TASK BRIEF: Look through the entries for the string "paths" and copy every line where it shows up.

Saved entries
+++

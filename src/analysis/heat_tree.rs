use log::{info, warn};
use ndarray::Array1;
use std::path::{Path, PathBuf};

use crate::aggregate::{
    AggregateOptions, Pipeline, Progress, RunningSum, aggregate_required, normalize_in_place,
};
use crate::error::{AggregateError, AggregateResult, Incompatibility};
use crate::placement::{MassNorm, Sample, SampleOptions, mass_per_edge, read_sample};
use crate::tree::{Tree, compatible};

/// Per-edge masses; the first sample's tree is the reference.
#[derive(Debug, Clone, Copy, Default)]
pub struct EdgeMassPipeline {
    pub sample_options: SampleOptions,
}

impl Pipeline for EdgeMassPipeline {
    type Sample = Sample;
    type Reference = Tree;
    type Output = Array1<f64>;

    fn load(&self, path: &Path) -> anyhow::Result<Sample> {
        read_sample(path, &self.sample_options)
    }

    fn reference(&self, sample: &Sample) -> Tree {
        sample.tree.clone()
    }

    fn check_compatible(&self, sample: &Sample, reference: &Tree) -> Result<(), Incompatibility> {
        compatible(reference, &sample.tree)
    }

    fn transform(&self, sample: &Sample, _reference: &Tree) -> Array1<f64> {
        mass_per_edge(sample)
    }
}

#[derive(Debug, Clone)]
pub struct EdgeMasses {
    pub tree: Tree,
    /// Indexed like `tree.edges()`.
    pub masses: Array1<f64>,
}

/// Sums the per-edge masses of all samples.
///
/// With relative mass normalization the total is rescaled to sum 1 once more.
pub fn edge_masses(
    paths: &[PathBuf],
    pipeline: &EdgeMassPipeline,
    options: &AggregateOptions,
    progress: &dyn Progress,
) -> AggregateResult<EdgeMasses> {
    info!("[heat-tree] accumulating edge masses");
    let done = aggregate_required(1, paths, pipeline, RunningSum::new(), options, progress)?;
    let tree = done.reference.ok_or(AggregateError::Incomplete { index: 0 })?;
    let mut masses = done
        .accumulator
        .into_inner()
        .ok_or(AggregateError::Incomplete { index: 0 })?;

    if pipeline.sample_options.mass_norm == MassNorm::Relative {
        let sum = normalize_in_place(&mut masses);
        if sum == 0.0 {
            warn!("[heat-tree] total placement mass is zero, nothing to normalize");
        }
    }
    Ok(EdgeMasses { tree, masses })
}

+++

PROBLEM SOLUTION:
    paths: &[PathBuf],
    let done = aggregate_required(1, paths, pipeline, RunningSum::new(), options, progress)?;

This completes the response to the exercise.